**TASK OBJECTIVE**
Go through the records and copy each line where the string "UnexpectedStatus" occurs.

(Data extracted from a collection)

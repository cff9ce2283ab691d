use serde::{Deserialize, Serialize};

/// Structured metadata for a stored project.
///
/// Any member may be absent; when present it is authoritative over the
/// labeled lines in the text body.
#[derive(Debug, Clone, Default, PartialEq, Eq, Serialize, Deserialize)]
pub struct ProjectFields {
    #[serde(skip_serializing_if = "Option::is_none")]
    pub project_id: Option<String>,
    #[serde(skip_serializing_if = "Option::is_none")]
    pub customer_id: Option<String>,
    #[serde(skip_serializing_if = "Option::is_none")]
    pub project_name: Option<String>,
    #[serde(skip_serializing_if = "Option::is_none")]
    pub client_name: Option<String>,
    #[serde(skip_serializing_if = "Option::is_none")]
    pub developer_id: Option<String>,
    #[serde(skip_serializing_if = "Option::is_none")]
    pub developer_name: Option<String>,
    #[serde(skip_serializing_if = "Option::is_none")]
    pub health: Option<String>,
    #[serde(skip_serializing_if = "Option::is_none")]
    pub priority: Option<String>,
    #[serde(skip_serializing_if = "Option::is_none")]
    pub due_date: Option<String>,
    #[serde(skip_serializing_if = "Option::is_none")]
    pub last_updated: Option<String>,
    #[serde(default, skip_serializing_if = "Vec::is_empty")]
    pub tags: Vec<String>,
}

/// The unit of storage: structured fields plus a free-form text body.
///
/// The body duplicates the fields in human-readable labeled-line form
/// and is the only home of the append-only activity log. Records are
/// never edited in place and never deleted; the sole mutation is
/// appending an activity block.
#[derive(Debug, Clone, PartialEq, Eq, Serialize, Deserialize)]
pub struct ProjectRecord {
    pub fields: ProjectFields,
    pub body: String,
}

impl ProjectRecord {
    #[must_use]
    pub const fn new(fields: ProjectFields, body: String) -> Self {
        Self { fields, body }
    }
}

/// A single timestamped note recovered from a record body.
///
/// Entries are ordered by append position, which is implicitly
/// chronological.
#[derive(Debug, Clone, PartialEq, Eq)]
pub struct ActivityEntry {
    /// Minute-precision stamp as written in the marker line.
    pub timestamp: String,
    /// Trimmed note text between this marker and the next.
    pub text: String,
}
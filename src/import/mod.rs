//! Import passes: JSON records in, graph statements out.
//!
//! [`GraphBuilder`] holds the run-scoped lookup tables and implements one
//! method per record kind. [`Importer`] drives a builder over loaded inputs
//! and produces an [`ImportReport`].

pub mod builder;
pub mod code;
pub mod evaluation;
pub mod field;
pub mod loader;
pub mod model;
pub mod paper;
pub mod pipeline;
pub mod predicates;

pub use builder::{BuilderOptions, GraphBuilder, LinkPolicy, Table};
pub use code::CodeLinkOutcome;
pub use evaluation::TaskTreeOutcome;
pub use field::FieldTreeOutcome;
pub use loader::{ImportInputs, InputPaths, load_records};
pub use model::{CodeLinkRecord, DatasetRecord, PaperRecord, ResearchField, SotaRow, SotaTable, TaskRecord};
pub use pipeline::{ImportReport, Importer, Pass, PassStats, RecordFailure};
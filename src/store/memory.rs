//! In-memory graph store.
//!
//! Records every node and statement the builder creates, assigning ids from a
//! single counter (`R<n>`, `L<n>`, `P<n>`, `S<n>`). Used for `--dry-run` and as
//! the test double for the builder. Statements are checked for referential
//! integrity the way the remote API checks them.

use std::collections::{HashMap, HashSet};

use serde::Serialize;

use super::{GraphStore, StoreResult};
use crate::error::StoreError;
use crate::thing::{ObjectClass, ObjectRef, ThingId};

/// Kind of node held by the store.
#[derive(Debug, Clone, Copy, PartialEq, Eq, Hash, Serialize)]
pub enum NodeKind {
    Resource,
    Literal,
    Predicate,
}

impl NodeKind {
    fn prefix(self) -> char {
        match self {
            NodeKind::Resource => 'R',
            NodeKind::Literal => 'L',
            NodeKind::Predicate => 'P',
        }
    }

    fn endpoint(self) -> &'static str {
        match self {
            NodeKind::Resource => "/resources/",
            NodeKind::Literal => "/literals/",
            NodeKind::Predicate => "/predicates/",
        }
    }
}

/// A node created through the store.
#[derive(Debug, Clone, Serialize)]
pub struct StoredNode {
    pub id: ThingId,
    pub kind: NodeKind,
    pub label: String,
}

/// A statement created through the store.
#[derive(Debug, Clone, Serialize)]
pub struct StoredStatement {
    pub id: ThingId,
    pub subject: ThingId,
    pub predicate: ThingId,
    pub object: ObjectRef,
}

/// Recording graph store living entirely in process memory.
#[derive(Debug, Default)]
pub struct MemoryStore {
    next: u64,
    nodes: Vec<StoredNode>,
    index: HashMap<ThingId, usize>,
    statements: Vec<StoredStatement>,
    rejected: HashSet<String>,
    failing_statements: usize,
    calls: usize,
}

impl MemoryStore {
    /// Create an empty store.
    pub fn new() -> Self {
        Self::default()
    }

    /// Make every create call for `label` fail, as a non-201 would.
    pub fn reject_label(&mut self, label: impl Into<String>) {
        self.rejected.insert(label.into());
    }

    /// Make the next `n` statement creates fail with a 500.
    pub fn fail_next_statements(&mut self, n: usize) {
        self.failing_statements = n;
    }

    fn allocate(&mut self, prefix: char) -> ThingId {
        self.next += 1;
        ThingId::new(format!("{prefix}{}", self.next)).expect("prefixed id is never empty")
    }

    fn create_node(&mut self, kind: NodeKind, label: &str) -> StoreResult<ThingId> {
        self.calls += 1;
        if self.rejected.contains(label) {
            tracing::warn!(endpoint = kind.endpoint(), label, "memory store refused label");
            return Err(StoreError::Refused {
                label: label.to_string(),
            });
        }
        let id = self.allocate(kind.prefix());
        self.index.insert(id.clone(), self.nodes.len());
        self.nodes.push(StoredNode {
            id: id.clone(),
            kind,
            label: label.to_string(),
        });
        Ok(id)
    }

    fn expect_kind(&self, id: &ThingId, kind: NodeKind) -> StoreResult<()> {
        match self.node(id) {
            Some(node) if node.kind == kind => Ok(()),
            Some(node) => Err(StoreError::UnexpectedStatus {
                endpoint: "/statements/".into(),
                status: 400,
                body: format!("{id} is a {:?}, expected {kind:?}", node.kind),
            }),
            None => Err(StoreError::UnexpectedStatus {
                endpoint: "/statements/".into(),
                status: 404,
                body: format!("{id} not found"),
            }),
        }
    }

    /// Look up a node by id.
    pub fn node(&self, id: &ThingId) -> Option<&StoredNode> {
        self.index.get(id).map(|&i| &self.nodes[i])
    }

    /// Label of a node, if it exists.
    pub fn label_of(&self, id: &ThingId) -> Option<&str> {
        self.node(id).map(|n| n.label.as_str())
    }

    /// All nodes of one kind, in creation order.
    pub fn nodes(&self, kind: NodeKind) -> impl Iterator<Item = &StoredNode> {
        self.nodes.iter().filter(move |n| n.kind == kind)
    }

    /// Number of nodes of one kind.
    pub fn count(&self, kind: NodeKind) -> usize {
        self.nodes(kind).count()
    }

    /// Resource nodes carrying exactly this label.
    pub fn resources_labeled<'a>(&'a self, label: &'a str) -> Vec<&'a StoredNode> {
        self.nodes(NodeKind::Resource)
            .filter(|n| n.label == label)
            .collect()
    }

    /// All statements, in creation order.
    pub fn statements(&self) -> &[StoredStatement] {
        &self.statements
    }

    /// Statements whose predicate carries `label`.
    pub fn statements_with(&self, predicate_label: &str) -> Vec<&StoredStatement> {
        self.statements
            .iter()
            .filter(|s| self.label_of(&s.predicate) == Some(predicate_label))
            .collect()
    }

    /// Objects reachable from `subject` over the predicate labeled `predicate_label`.
    pub fn objects_of(&self, subject: &ThingId, predicate_label: &str) -> Vec<&ObjectRef> {
        self.statements
            .iter()
            .filter(|s| &s.subject == subject && self.label_of(&s.predicate) == Some(predicate_label))
            .map(|s| &s.object)
            .collect()
    }
}

impl GraphStore for MemoryStore {
    fn create_resource(&mut self, label: &str) -> StoreResult<ThingId> {
        self.create_node(NodeKind::Resource, label)
    }

    fn create_literal(&mut self, label: &str) -> StoreResult<ThingId> {
        self.create_node(NodeKind::Literal, label)
    }

    fn create_predicate(&mut self, label: &str) -> StoreResult<ThingId> {
        self.create_node(NodeKind::Predicate, label)
    }

    fn create_statement(
        &mut self,
        subject: &ThingId,
        predicate: &ThingId,
        object: &ObjectRef,
    ) -> StoreResult<ThingId> {
        self.calls += 1;
        if self.failing_statements > 0 {
            self.failing_statements -= 1;
            tracing::warn!(%subject, %predicate, "memory store failed statement");
            return Err(StoreError::UnexpectedStatus {
                endpoint: "/statements/".into(),
                status: 500,
                body: "statement create failed".into(),
            });
        }
        self.expect_kind(subject, NodeKind::Resource)?;
        self.expect_kind(predicate, NodeKind::Predicate)?;
        let object_kind = match object.class {
            ObjectClass::Literal => NodeKind::Literal,
            ObjectClass::Resource => NodeKind::Resource,
        };
        self.expect_kind(&object.id, object_kind)?;

        let id = self.allocate('S');
        self.statements.push(StoredStatement {
            id: id.clone(),
            subject: subject.clone(),
            predicate: predicate.clone(),
            object: object.clone(),
        });
        Ok(id)
    }

    /// Create calls attempted, failed ones included.
    fn call_count(&self) -> usize {
        self.calls
    }
}
//! The graph-building context.
//!
//! A [`GraphBuilder`] owns the store handle and every run-scoped lookup table.
//! One builder is one run: tables start empty and are dropped with it.

use crate::config::ImportConfig;
use crate::error::ImportResult;
use crate::registry::{LabelCache, LabelPolicy, Resolved};
use crate::store::GraphStore;
use crate::thing::{ObjectRef, ThingId};

/// When the paper → implementation link is written.
#[derive(Debug, Clone, Copy, Default, PartialEq, Eq, serde::Serialize, serde::Deserialize)]
#[serde(rename_all = "kebab-case")]
pub enum LinkPolicy {
    /// Only when the implementation resource is created.
    #[default]
    FirstCreation,
    /// On every code-link record for the paper.
    EveryCall,
}

/// Builder settings, taken from [`ImportConfig`].
#[derive(Debug, Clone)]
pub struct BuilderOptions {
    pub link_policy: LinkPolicy,
    pub label_policy: LabelPolicy,
    pub result_seed: u64,
    pub max_task_depth: usize,
    pub max_field_depth: usize,
    pub taxonomy_root: Option<String>,
    pub structure_links: bool,
}

impl Default for BuilderOptions {
    fn default() -> Self {
        Self::from(&ImportConfig::default())
    }
}

impl From<&ImportConfig> for BuilderOptions {
    fn from(config: &ImportConfig) -> Self {
        Self {
            link_policy: config.link_policy,
            label_policy: config.label_policy,
            result_seed: config.result_seed,
            max_task_depth: config.max_task_depth,
            max_field_depth: config.max_field_depth,
            taxonomy_root: config
                .taxonomy_root
                .clone()
                .filter(|root| !root.trim().is_empty()),
            structure_links: config.structure_links,
        }
    }
}

/// Monotonic `Res_<n>` label source.
#[derive(Debug, Clone)]
pub struct ResultLabels {
    next: u64,
}

impl ResultLabels {
    pub fn starting_at(seed: u64) -> Self {
        Self { next: seed }
    }

    /// The number the next label will carry.
    pub fn peek(&self) -> u64 {
        self.next
    }

    /// Hand out the next label.
    pub fn next_label(&mut self) -> String {
        let n = self.next;
        self.next += 1;
        format!("Res_{n}")
    }
}

/// Which lookup table a get-or-create goes through.
#[derive(Debug, Clone, Copy, PartialEq, Eq)]
pub enum Table {
    Predicates,
    Resources,
    Implementations,
    Tasks,
    Categories,
    Datasets,
    Metrics,
    Models,
    Evaluations,
    Fields,
}

/// Run-scoped label → id tables.
#[derive(Debug)]
pub struct Tables {
    /// Predicate label → predicate id.
    pub predicates: LabelCache,
    /// Paper title → paper resource id.
    pub resources: LabelCache,
    /// Paper title → implementation resource id.
    pub implementations: LabelCache,
    pub tasks: LabelCache,
    pub categories: LabelCache,
    pub datasets: LabelCache,
    pub metrics: LabelCache,
    pub models: LabelCache,
    /// Paper title → evaluation resource id.
    pub evaluations: LabelCache,
    pub fields: LabelCache,
}

impl Tables {
    fn new(policy: LabelPolicy) -> Self {
        Self {
            predicates: LabelCache::new(policy),
            resources: LabelCache::new(policy),
            implementations: LabelCache::new(policy),
            tasks: LabelCache::new(policy),
            categories: LabelCache::new(policy),
            datasets: LabelCache::new(policy),
            metrics: LabelCache::new(policy),
            models: LabelCache::new(policy),
            evaluations: LabelCache::new(policy),
            fields: LabelCache::new(policy),
        }
    }

    pub fn get(&self, table: Table) -> &LabelCache {
        match table {
            Table::Predicates => &self.predicates,
            Table::Resources => &self.resources,
            Table::Implementations => &self.implementations,
            Table::Tasks => &self.tasks,
            Table::Categories => &self.categories,
            Table::Datasets => &self.datasets,
            Table::Metrics => &self.metrics,
            Table::Models => &self.models,
            Table::Evaluations => &self.evaluations,
            Table::Fields => &self.fields,
        }
    }

    fn get_mut(&mut self, table: Table) -> &mut LabelCache {
        match table {
            Table::Predicates => &mut self.predicates,
            Table::Resources => &mut self.resources,
            Table::Implementations => &mut self.implementations,
            Table::Tasks => &mut self.tasks,
            Table::Categories => &mut self.categories,
            Table::Datasets => &mut self.datasets,
            Table::Metrics => &mut self.metrics,
            Table::Models => &mut self.models,
            Table::Evaluations => &mut self.evaluations,
            Table::Fields => &mut self.fields,
        }
    }
}

/// Builds the statement graph for one run against a [`GraphStore`].
pub struct GraphBuilder<S> {
    pub(super) store: S,
    pub(super) options: BuilderOptions,
    pub(super) tables: Tables,
    pub(super) not_found: Vec<String>,
    pub(super) results: ResultLabels,
}

impl<S: GraphStore> GraphBuilder<S> {
    /// Start a run with empty tables.
    pub fn new(store: S, options: BuilderOptions) -> Self {
        Self {
            tables: Tables::new(options.label_policy),
            results: ResultLabels::starting_at(options.result_seed),
            not_found: Vec::new(),
            store,
            options,
        }
    }

    pub fn store(&self) -> &S {
        &self.store
    }

    pub fn into_store(self) -> S {
        self.store
    }

    pub fn options(&self) -> &BuilderOptions {
        &self.options
    }

    pub fn tables(&self) -> &Tables {
        &self.tables
    }

    /// Paper titles that had no resource when their code link arrived.
    pub fn not_found(&self) -> &[String] {
        &self.not_found
    }

    /// Number the next `Res_<n>` result label will carry.
    pub fn next_result_number(&self) -> u64 {
        self.results.peek()
    }

    /// Id of the paper resource registered under `title`.
    pub fn paper_id(&self, title: &str) -> Option<&ThingId> {
        self.tables.resources.get(title)
    }

    /// Get-or-create a resource labeled `label` through `table`.
    pub fn resource_in(&mut self, table: Table, label: &str) -> ImportResult<Resolved> {
        self.resource_in_as(table, label, str::to_string)
    }

    /// Like [`resource_in`](Self::resource_in), but the created resource is
    /// labeled `render(key)` while the table stays keyed by `key`.
    pub fn resource_in_as(
        &mut self,
        table: Table,
        key: &str,
        render: impl FnOnce(&str) -> String,
    ) -> ImportResult<Resolved> {
        let store = &mut self.store;
        let resolved = self
            .tables
            .get_mut(table)
            .get_or_create(key, |key| store.create_resource(&render(key)))?;
        if resolved.created {
            tracing::trace!(?table, key, id = %resolved.id, "created resource");
        }
        Ok(resolved)
    }

    /// Settle the links written right after `key` was created in `table`.
    ///
    /// On failure the key is dropped from the table, so the next record for it
    /// creates a fresh node and writes its first-creation links again.
    pub fn settle_created<T>(&mut self, table: Table, key: &str, links: ImportResult<T>) -> ImportResult<T> {
        if links.is_err() {
            if let Some(id) = self.tables.get_mut(table).remove(key) {
                tracing::debug!(?table, key, %id, "first-creation links failed; forgetting node");
            }
        }
        links
    }

    /// Get-or-create a predicate by label.
    pub fn predicate(&mut self, label: &str) -> ImportResult<ThingId> {
        let store = &mut self.store;
        let resolved = self
            .tables
            .predicates
            .get_or_create(label, |label| store.create_predicate(label))?;
        Ok(resolved.id)
    }

    /// Create a literal holding `value` and link `subject` to it.
    pub fn link_literal(&mut self, subject: &ThingId, predicate: &str, value: &str) -> ImportResult<ThingId> {
        let predicate = self.predicate(predicate)?;
        let literal = self.store.create_literal(value)?;
        self.store
            .create_statement(subject, &predicate, &ObjectRef::literal(literal.clone()))?;
        Ok(literal)
    }

    /// Link `subject` to an existing resource.
    pub fn link_resource(&mut self, subject: &ThingId, predicate: &str, object: &ThingId) -> ImportResult<ThingId> {
        let predicate = self.predicate(predicate)?;
        Ok(self
            .store
            .create_statement(subject, &predicate, &ObjectRef::resource(object.clone()))?)
    }
}
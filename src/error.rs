//! Rich diagnostic error types for the importer.
//!
//! Each concern defines its own error type with miette `#[diagnostic]` derives,
//! providing error codes, help text, and source chains so users know exactly what
//! went wrong and how to fix it.

use miette::Diagnostic;
use thiserror::Error;

use crate::config::ConfigError;

/// Top-level error type for an import run.
///
/// Each variant wraps a concern-specific error, preserving the full diagnostic
/// chain through to the user.
#[derive(Debug, Error, Diagnostic)]
pub enum ImportError {
    #[error(transparent)]
    #[diagnostic(transparent)]
    Store(#[from] StoreError),

    #[error(transparent)]
    #[diagnostic(transparent)]
    Record(#[from] RecordError),

    #[error(transparent)]
    #[diagnostic(transparent)]
    Input(#[from] InputError),

    #[error(transparent)]
    #[diagnostic(transparent)]
    Config(#[from] ConfigError),
}

// ---------------------------------------------------------------------------
// Store errors
// ---------------------------------------------------------------------------

#[derive(Debug, Error, Diagnostic)]
pub enum StoreError {
    #[error("request to {endpoint} failed: {message}")]
    #[diagnostic(
        code(pgi::store::request),
        help(
            "The graph API could not be reached. Check `base_url` in the config \
             (or --base-url) and that the server is running."
        )
    )]
    Request { endpoint: String, message: String },

    #[error("{endpoint} answered {status} instead of 201 Created")]
    #[diagnostic(
        code(pgi::store::status),
        help(
            "The graph API rejected the create call. The response body is logged \
             at warn level; a 401/403 usually means the API needs credentials."
        )
    )]
    UnexpectedStatus {
        endpoint: String,
        status: u16,
        body: String,
    },

    #[error("unexpected response from {endpoint}: {message}")]
    #[diagnostic(
        code(pgi::store::response),
        help("The response body must be JSON with at least an `id` field. Server version mismatch?")
    )]
    Response { endpoint: String, message: String },

    #[error("store refused label \"{label}\"")]
    #[diagnostic(
        code(pgi::store::refused),
        help("The in-memory store was configured to reject this label.")
    )]
    Refused { label: String },
}

// ---------------------------------------------------------------------------
// Record errors
// ---------------------------------------------------------------------------

#[derive(Debug, Error, Diagnostic)]
pub enum RecordError {
    #[error("no code-link record references paper \"{title}\"")]
    #[diagnostic(
        code(pgi::record::no_code_link),
        help(
            "The deferred pass could not find a code-link record for this title. \
             Pass the same links file that produced the unresolved title."
        )
    )]
    NoMatchingCodeLink { title: String },

    #[error("{kind} \"{label}\" is nested deeper than the limit of {limit}")]
    #[diagnostic(
        code(pgi::record::depth_exceeded),
        help(
            "The subtree below this node was skipped. Raise the matching depth \
             limit in the config if the input is genuinely this deep."
        )
    )]
    DepthExceeded {
        kind: &'static str,
        label: String,
        limit: usize,
    },

    #[error("{record} record is missing required field `{field}`")]
    #[diagnostic(
        code(pgi::record::missing_field),
        help("The record was skipped. Check the input file for incomplete entries.")
    )]
    MissingField { record: &'static str, field: &'static str },
}

// ---------------------------------------------------------------------------
// Input errors
// ---------------------------------------------------------------------------

#[derive(Debug, Error, Diagnostic)]
pub enum InputError {
    #[error("failed to read input file: {path}")]
    #[diagnostic(
        code(pgi::input::read),
        help("Check that the file exists and is readable.")
    )]
    Read {
        path: String,
        #[source]
        source: std::io::Error,
    },

    #[error("failed to parse input file {path}: {message}")]
    #[diagnostic(
        code(pgi::input::parse),
        help("The file must contain a single JSON array of records.")
    )]
    Parse { path: String, message: String },
}

/// Convenience result type for import operations.
pub type ImportResult<T> = std::result::Result<T, ImportError>;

**ANSWER BOX**
            Some(node) => Err(StoreError::UnexpectedStatus {
            None => Err(StoreError::UnexpectedStatus {
            return Err(StoreError::UnexpectedStatus {
    UnexpectedStatus {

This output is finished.